**** Input data ****
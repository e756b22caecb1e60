//! # Monte Carlo Simulation
//!
//! Repeats the calculation of a product system with sampled values. The
//! topology of the system (indices and cell positions) does not change
//! between iterations, only the cell values do, so the [`MatrixModel`] is
//! assembled once and every iteration samples it into its own buffers.
//!
//! Iterations are seeded with `seed + i`; a run with a fixed seed is
//! reproducible regardless of how iterations are scheduled.

pub mod statistics;

use rand::rngs::StdRng;
use rand::SeedableRng;
use serde::{Deserialize, Serialize};
use std::sync::Arc;
use std::time::Instant;
use tracing::{debug, error, info};

#[cfg(feature = "parallel")]
use rayon::prelude::*;

use crate::config::SimulationConfig;
use crate::error::{CalcError, CalcResult};
use crate::index::{FlowIndex, ImpactIndex};
use crate::matrix::MatrixModel;
use crate::solver::MatrixSolver;

pub use statistics::ResultStatistics;

/// Results of one iteration.
#[derive(Debug, Clone, PartialEq, Serialize, Deserialize)]
pub struct SimulationIteration {
    pub seed: u64,
    pub total_flows: Vec<f64>,
    pub total_impacts: Vec<f64>,
    pub total_costs: f64,
}

pub struct Simulator {
    model: Arc<MatrixModel>,
    solver: Arc<dyn MatrixSolver>,
}

impl Simulator {
    pub fn new(model: MatrixModel, solver: Arc<dyn MatrixSolver>) -> Self {
        Self { model: Arc::new(model), solver }
    }

    pub fn model(&self) -> &MatrixModel {
        &self.model
    }

    /// Samples the model once and solves it.
    pub fn iteration(&self, seed: u64) -> CalcResult<SimulationIteration> {
        let mut rng = StdRng::seed_from_u64(seed);
        let data = self.model.sample(&mut rng);
        let scaling = self.solver.solve_vector(&data.tech_matrix, &data.demand_vector())?;
        let flows = &data.enviro_matrix * &scaling;
        let total_impacts = data
            .impact_matrix
            .as_ref()
            .map(|c| (c * &flows).as_slice().to_vec())
            .unwrap_or_default();
        let total_costs = data.cost_vector.as_ref().map_or(0.0, |k| k.dot(&scaling));
        Ok(SimulationIteration {
            seed,
            total_flows: flows.as_slice().to_vec(),
            total_impacts,
            total_costs,
        })
    }

    /// Runs all iterations. Failed iterations (e.g. a sampled singular
    /// system) are logged and left out; the run only fails when no
    /// iteration succeeded.
    pub fn run(&self, config: &SimulationConfig) -> CalcResult<SimulationResult> {
        let started = Instant::now();
        let base = config.seed.unwrap_or_else(rand::random);
        let seeds: Vec<u64> = (0..config.iterations as u64).map(|i| base.wrapping_add(i)).collect();
        debug!(iterations = seeds.len(), base_seed = base, "starting simulation");

        #[cfg(feature = "parallel")]
        let outcomes: Vec<CalcResult<SimulationIteration>> = seeds.par_iter().map(|&s| self.iteration(s)).collect();
        #[cfg(not(feature = "parallel"))]
        let outcomes: Vec<CalcResult<SimulationIteration>> = seeds.iter().map(|&s| self.iteration(s)).collect();

        let mut iterations = Vec::with_capacity(outcomes.len());
        let mut failed = 0usize;
        let mut last_error = None;
        for (seed, outcome) in seeds.iter().zip(outcomes) {
            match outcome {
                Ok(iteration) => iterations.push(iteration),
                Err(e) => {
                    error!(seed, error = %e, "simulation iteration failed");
                    failed += 1;
                    last_error = Some(e);
                }
            }
        }

        if iterations.is_empty() {
            return Err(last_error.unwrap_or_else(|| {
                CalcError::Configuration("simulation needs at least one iteration".to_string())
            }));
        }

        info!(
            iterations = iterations.len(),
            failed,
            elapsed_ms = started.elapsed().as_millis() as u64,
            "simulation finished"
        );
        Ok(SimulationResult {
            flow_index: self.model.flow_index.clone(),
            impact_index: self.model.impact_index.clone(),
            iterations,
            failed,
        })
    }
}

/// All recorded iterations of a run.
#[derive(Debug, Clone)]
pub struct SimulationResult {
    pub flow_index: FlowIndex,
    pub impact_index: ImpactIndex,
    pub iterations: Vec<SimulationIteration>,
    pub failed: usize,
}

impl SimulationResult {
    pub fn len(&self) -> usize {
        self.iterations.len()
    }

    pub fn is_empty(&self) -> bool {
        self.iterations.is_empty()
    }

    /// Values of one inventory flow, in iteration order.
    pub fn flow_values(&self, flow: usize) -> Vec<f64> {
        self.iterations
            .iter()
            .map(|it| it.total_flows.get(flow).copied().unwrap_or(0.0))
            .collect()
    }

    pub fn impact_values(&self, indicator: usize) -> Vec<f64> {
        self.iterations
            .iter()
            .map(|it| it.total_impacts.get(indicator).copied().unwrap_or(0.0))
            .collect()
    }

    pub fn cost_values(&self) -> Vec<f64> {
        self.iterations.iter().map(|it| it.total_costs).collect()
    }

    pub fn flow_statistics(&self, flow: usize) -> Option<ResultStatistics> {
        ResultStatistics::of(self.flow_values(flow))
    }

    pub fn impact_statistics(&self, indicator: usize) -> Option<ResultStatistics> {
        ResultStatistics::of(self.impact_values(indicator))
    }

    pub fn cost_statistics(&self) -> Option<ResultStatistics> {
        ResultStatistics::of(self.cost_values())
    }
}

#[cfg(test)]
mod tests {
    use super::*;
    use crate::domain::{Provider, Uncertainty};
    use crate::formula::FormulaContext;
    use crate::index::TechIndex;
    use crate::matrix::{Cell, CellMatrix};
    use crate::solver::DenseSolver;

    fn model(uncertainty: Option<Uncertainty>) -> MatrixModel {
        let mut tech = CellMatrix::new(1, 1);
        tech.add(0, 0, Cell::literal(1.0));
        let mut enviro = CellMatrix::new(1, 1);
        enviro.add(0, 0, Cell::literal(2.0).with_uncertainty(uncertainty));
        let mut flows = FlowIndex::new(false);
        flows.register(100, None, false);
        MatrixModel {
            tech_index: TechIndex::new(Provider::new(1, 10), 1.0),
            flow_index: flows,
            impact_index: ImpactIndex::empty(),
            tech,
            enviro,
            impacts: None,
            costs: None,
            context: FormulaContext::new(),
        }
    }

    #[test]
    fn test_fixed_seed_is_reproducible() {
        let simulator = Simulator::new(model(Some(Uncertainty::normal(2.0, 0.5))), Arc::new(DenseSolver));
        let config = SimulationConfig { iterations: 20, seed: Some(7) };
        let a = simulator.run(&config).unwrap();
        let b = simulator.run(&config).unwrap();
        assert_eq!(a.flow_values(0), b.flow_values(0));
        assert_eq!(a.len(), 20);
        assert_eq!(a.failed, 0);
    }

    #[test]
    fn test_without_uncertainty_every_iteration_is_equal() {
        let simulator = Simulator::new(model(None), Arc::new(DenseSolver));
        let result = simulator.run(&SimulationConfig { iterations: 5, seed: None }).unwrap();
        assert!(result.flow_values(0).iter().all(|&v| v == 2.0));
        let stats = result.flow_statistics(0).unwrap();
        assert_eq!(stats.min, 2.0);
        assert_eq!(stats.max, 2.0);
        assert!(result.cost_statistics().is_some());
        assert!(result.impact_values(0).iter().all(|&v| v == 0.0));
    }

    #[test]
    fn test_singular_iterations_fail_the_run() {
        let mut m = model(None);
        m.tech = CellMatrix::new(1, 1);
        let simulator = Simulator::new(m, Arc::new(DenseSolver));
        let result = simulator.run(&SimulationConfig { iterations: 3, seed: Some(1) });
        assert!(matches!(result, Err(CalcError::SingularSystem(_))));
    }
}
****
[Problem requirements] Pull out every line of the records above that contains the word "copied".

[Answer box]
            .map(|it| it.total_flows.get(flow).copied().unwrap_or(0.0))
            .map(|it| it.total_impacts.get(indicator).copied().unwrap_or(0.0))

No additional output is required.